[RECORDS PROVIDED]
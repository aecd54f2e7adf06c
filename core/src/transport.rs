//! Executing an `HttpRequest` over the network.
//!
//! # Design
//! `Transport` is the seam between the pure build/parse halves of the client
//! and real I/O. Awaiting `execute` is the only suspension point of a
//! submission. `ReqwestTransport` is the stock implementation; tests and
//! hosts with their own HTTP stack can supply another.

use std::future::Future;

use log::debug;
use url::Url;

use crate::config::TransportConfig;
use crate::error::ApiError;
use crate::http::{HttpRequest, HttpResponse};

/// Sends one request and returns the response as plain data.
///
/// A non-2xx status is a normal response, not an error, and an unreadable
/// body on such a response comes back empty. Only failures to complete the
/// exchange are reported as `Err`.
pub trait Transport {
    fn execute(
        &self,
        request: HttpRequest,
    ) -> impl Future<Output = Result<HttpResponse, ApiError>> + Send;
}

/// `reqwest`-backed transport.
///
/// Holds an optional origin that stands in for a browser's current origin:
/// relative targets (the fixed `/merge-files` path) are joined onto it,
/// absolute targets are sent untouched. No default headers are installed.
#[derive(Debug, Clone)]
pub struct ReqwestTransport {
    client: reqwest::Client,
    origin: Option<Url>,
}

impl ReqwestTransport {
    /// A transport with no origin and no timeouts.
    pub fn new() -> Result<Self, ApiError> {
        Self::from_config(&TransportConfig::default())
    }

    pub fn from_config(config: &TransportConfig) -> Result<Self, ApiError> {
        let mut builder = reqwest::Client::builder();
        if let Some(timeout) = config.timeout() {
            builder = builder.timeout(timeout);
        }
        if let Some(timeout) = config.connect_timeout() {
            builder = builder.connect_timeout(timeout);
        }
        let origin = config.origin.as_deref().map(Url::parse).transpose()?;
        Ok(Self::with_client(builder.build()?, origin))
    }

    /// Wrap an existing client, reusing its connection pool.
    pub fn with_client(client: reqwest::Client, origin: Option<Url>) -> Self {
        Self { client, origin }
    }

    /// Set the origin relative targets resolve against.
    pub fn with_origin(mut self, origin: &str) -> Result<Self, ApiError> {
        self.origin = Some(Url::parse(origin)?);
        Ok(self)
    }

    pub fn origin(&self) -> Option<&Url> {
        self.origin.as_ref()
    }

    /// Turn a request target into an absolute URL.
    pub fn resolve(&self, target: &str) -> Result<Url, ApiError> {
        match Url::parse(target) {
            Ok(url) => Ok(url),
            Err(url::ParseError::RelativeUrlWithoutBase) => match &self.origin {
                Some(origin) => Ok(origin.join(target)?),
                None => Err(url::ParseError::RelativeUrlWithoutBase.into()),
            },
            Err(e) => Err(e.into()),
        }
    }
}

impl Transport for ReqwestTransport {
    async fn execute(&self, request: HttpRequest) -> Result<HttpResponse, ApiError> {
        let url = self.resolve(&request.url)?;
        debug!("POST {url} ({} bytes)", request.body.len());

        let mut builder = self.client.post(url);
        for (name, value) in &request.headers {
            builder = builder.header(name.as_str(), value.as_str());
        }
        let response = builder.body(request.body).send().await?;

        let status = response.status().as_u16();
        let headers = response
            .headers()
            .iter()
            .map(|(name, value)| {
                (
                    name.as_str().to_string(),
                    String::from_utf8_lossy(value.as_bytes()).into_owned(),
                )
            })
            .collect();
        debug!("response status {status}");
        // A non-2xx body is informational; failing to read it must not turn
        // the response into a transport error.
        let body = if response.status().is_success() {
            response.text().await?
        } else {
            response.text().await.unwrap_or_else(|e| {
                debug!("discarding unreadable {status} body: {e}");
                String::new()
            })
        };

        Ok(HttpResponse {
            status,
            headers,
            body,
        })
    }
}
[/RECORDS PROVIDED]
> **ASSIGNMENT**
Only the lines from the start of the listing through the line with "implementation; tests and" should be repeated, each exactly as it stands.

> **PROBLEM SOLUTION**
repository aecd54f2e7adf06c
filename core/src/transport.rs
//! Executing an `HttpRequest` over the network.
//!
//! # Design
//! `Transport` is the seam between the pure build/parse halves of the client
//! and real I/O. Awaiting `execute` is the only suspension point of a
//! submission. `ReqwestTransport` is the stock implementation; tests and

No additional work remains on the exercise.